Mechanisms of the interaction of the angular and linear components of the horizontal vestibulo-ocular reflex in the pigeon.

Intact pigeons (Columba livia, n = 30) were rotated in a horizontal plane in the dark at different orientations relative to the axis of rotation. A total of 24 birds showed different directions of changes in the duration of contrarotatory nystamus (on transition from central rotation to eccentric), along with displacement of the otolith membranes in both the frontal and sagittal planes.

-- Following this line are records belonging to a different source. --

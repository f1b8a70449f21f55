//! HTTP client for the `/api` endpoints, shared by the front-end adapters.

use std::sync::Arc;
use std::time::Duration;

use serde::Serialize;
use serde::de::DeserializeOwned;
use serde_json::Value;
use thiserror::Error;
use tracing::debug;

use crate::types::{
    AnalysisData, ApiResponse, ArticleRequest, ContentData, DefineRequest, DefinitionsData, Eli5Request,
    ExampleRequest, ExamplesData, ExplainRequest, Operation, SummarizeRequest, SummaryData,
};

pub const DEFAULT_API_BASE: &str = "http://localhost:3000/api";
pub const DEFAULT_TIMEOUT: Duration = Duration::from_millis(5000);

pub type LoadingCallback = Arc<dyn Fn(bool) + Send + Sync>;

#[derive(Debug, Error)]
pub enum ClientError {
    #[error("Request timed out. Please try again.")]
    TimedOut,

    /// Non-2xx answer; `message` is the server's `error.message`.
    #[error("{message}")]
    Server { status: u16, message: String },

    #[error("{0}")]
    Transport(#[from] reqwest::Error),

    #[error("Unexpected response: {0}")]
    Decode(#[from] serde_json::Error),

    #[error("Response contained no data")]
    MissingData,
}

#[derive(Clone)]
pub struct ApiClient {
    http: reqwest::Client,
    base_url: String,
    timeout: Duration,
    on_loading: Option<LoadingCallback>,
}

impl Default for ApiClient {
    fn default() -> Self {
        Self::new(DEFAULT_API_BASE)
    }
}

/// Reports `false` when dropped, so every exit path of a request ends loading.
struct LoadingGuard<'a>(Option<&'a LoadingCallback>);

impl<'a> LoadingGuard<'a> {
    fn start(callback: Option<&'a LoadingCallback>) -> Self {
        if let Some(cb) = callback {
            cb(true);
        }
        Self(callback)
    }
}

impl Drop for LoadingGuard<'_> {
    fn drop(&mut self) {
        if let Some(cb) = self.0 {
            cb(false);
        }
    }
}

impl ApiClient {
    pub fn new(base_url: impl Into<String>) -> Self {
        Self {
            http: reqwest::Client::new(),
            base_url: base_url.into().trim_end_matches('/').to_string(),
            timeout: DEFAULT_TIMEOUT,
            on_loading: None,
        }
    }

    pub fn with_timeout(mut self, timeout: Duration) -> Self {
        self.timeout = timeout;
        self
    }

    pub fn on_loading(mut self, callback: impl Fn(bool) + Send + Sync + 'static) -> Self {
        self.on_loading = Some(Arc::new(callback));
        self
    }

    pub fn base_url(&self) -> &str {
        &self.base_url
    }

    /// POSTs `payload` as JSON to `base_url + endpoint`. The whole exchange
    /// is abandoned once the timeout elapses.
    pub async fn request<T, P>(&self, endpoint: &str, payload: &P) -> Result<ApiResponse<T>, ClientError>
    where
        T: DeserializeOwned,
        P: Serialize + ?Sized,
    {
        let _loading = LoadingGuard::start(self.on_loading.as_ref());
        let url = format!("{}{}", self.base_url, endpoint);
        debug!(%url, "api request");

        tokio::time::timeout(self.timeout, self.exchange(&url, payload))
            .await
            .map_err(|_| ClientError::TimedOut)?
    }

    async fn exchange<T, P>(&self, url: &str, payload: &P) -> Result<ApiResponse<T>, ClientError>
    where
        T: DeserializeOwned,
        P: Serialize + ?Sized,
    {
        let response = self.http.post(url).json(payload).send().await?;
        let status = response.status();
        let bytes = response.bytes().await?;

        if !status.is_success() {
            let body: Value = serde_json::from_slice(&bytes).unwrap_or(Value::Null);
            let message = body["error"]["message"].as_str().unwrap_or("Request failed").to_string();
            return Err(ClientError::Server {
                status: status.as_u16(),
                message,
            });
        }

        Ok(serde_json::from_slice(&bytes)?)
    }

    async fn data<T, P>(&self, endpoint: &str, payload: &P) -> Result<T, ClientError>
    where
        T: DeserializeOwned,
        P: Serialize,
    {
        self.request::<T, P>(endpoint, payload)
            .await?
            .data
            .ok_or(ClientError::MissingData)
    }

    pub async fn eli5(&self, text: &str, context: Option<&str>) -> Result<ContentData, ClientError> {
        let payload = Eli5Request {
            text: text.to_string(),
            context: context.map(str::to_owned),
        };
        self.data(Operation::Eli5.endpoint(), &payload).await
    }

    pub async fn summarize(&self, text: &str, format: Option<&str>) -> Result<SummaryData, ClientError> {
        let payload = SummarizeRequest {
            text: text.to_string(),
            format: format.map(str::to_owned),
        };
        self.data(Operation::Summarize.endpoint(), &payload).await
    }

    pub async fn define(&self, text: &str, terms: &[String]) -> Result<DefinitionsData, ClientError> {
        let payload = DefineRequest {
            text: text.to_string(),
            terms: (!terms.is_empty()).then(|| terms.to_vec()),
        };
        self.data(Operation::Define.endpoint(), &payload).await
    }

    pub async fn explain(&self, text: &str, level: Option<&str>) -> Result<ContentData, ClientError> {
        let payload = ExplainRequest {
            text: text.to_string(),
            level: level.map(str::to_owned),
        };
        self.data(Operation::Explain.endpoint(), &payload).await
    }

    pub async fn give_example(&self, text: &str, example_type: Option<&str>) -> Result<ExamplesData, ClientError> {
        let payload = ExampleRequest {
            text: text.to_string(),
            example_type: example_type.map(str::to_owned),
        };
        self.data(Operation::Example.endpoint(), &payload).await
    }

    pub async fn analyze_article(&self, url: Option<&str>, content: Option<&str>) -> Result<AnalysisData, ClientError> {
        let payload = ArticleRequest {
            url: url.map(str::to_owned),
            content: content.map(str::to_owned),
        };
        self.data("/article/analyze", &payload).await
    }
}

#[cfg(test)]
mod tests {
    use super::*;

    #[test]
    fn base_url_drops_trailing_slash() {
        assert_eq!(ApiClient::new("http://localhost:3000/api/").base_url(), "http://localhost:3000/api");
        assert_eq!(ApiClient::default().base_url(), DEFAULT_API_BASE);
    }

    #[test]
    fn timeout_message_is_user_facing() {
        assert_eq!(ClientError::TimedOut.to_string(), "Request timed out. Please try again.");
        let server = ClientError::Server {
            status: 400,
            message: "Text input is required".into(),
        };
        assert_eq!(server.to_string(), "Text input is required");
    }

    #[test]
    fn loading_guard_reports_both_edges() {
        let seen = Arc::new(std::sync::Mutex::new(Vec::new()));
        let sink = seen.clone();
        let callback: LoadingCallback = Arc::new(move |loading| sink.lock().unwrap().push(loading));
        {
            let _guard = LoadingGuard::start(Some(&callback));
        }
        assert_eq!(*seen.lock().unwrap(), vec![true, false]);
    }
}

These pigeons showed a direct relationship between changes in the duration of the primary phase of nystagmus and the peak rate of the slow component on the background of increasing centrifugal force, while no such relationship was seen in conditions of decreasing centrifugal force. Increases in the duration of the primary phase were accompanied by decreases in the duration of the secondary phase (i.e., the reversive phase) and vice versa. These data provide evidence that the otolith component is not decreased to zero by rotation at constant angular rates or immediately after this stopped; in conditions of negative angular acceleration, this component was biphasic. The results are in good agreement with a hypothesis [2] suggesting that the otolith component represents asymmetric (different in paired brain structures) neuronal activity modifying the canal component even when the level of asymmetry is itself insufficient to initiate eye movements.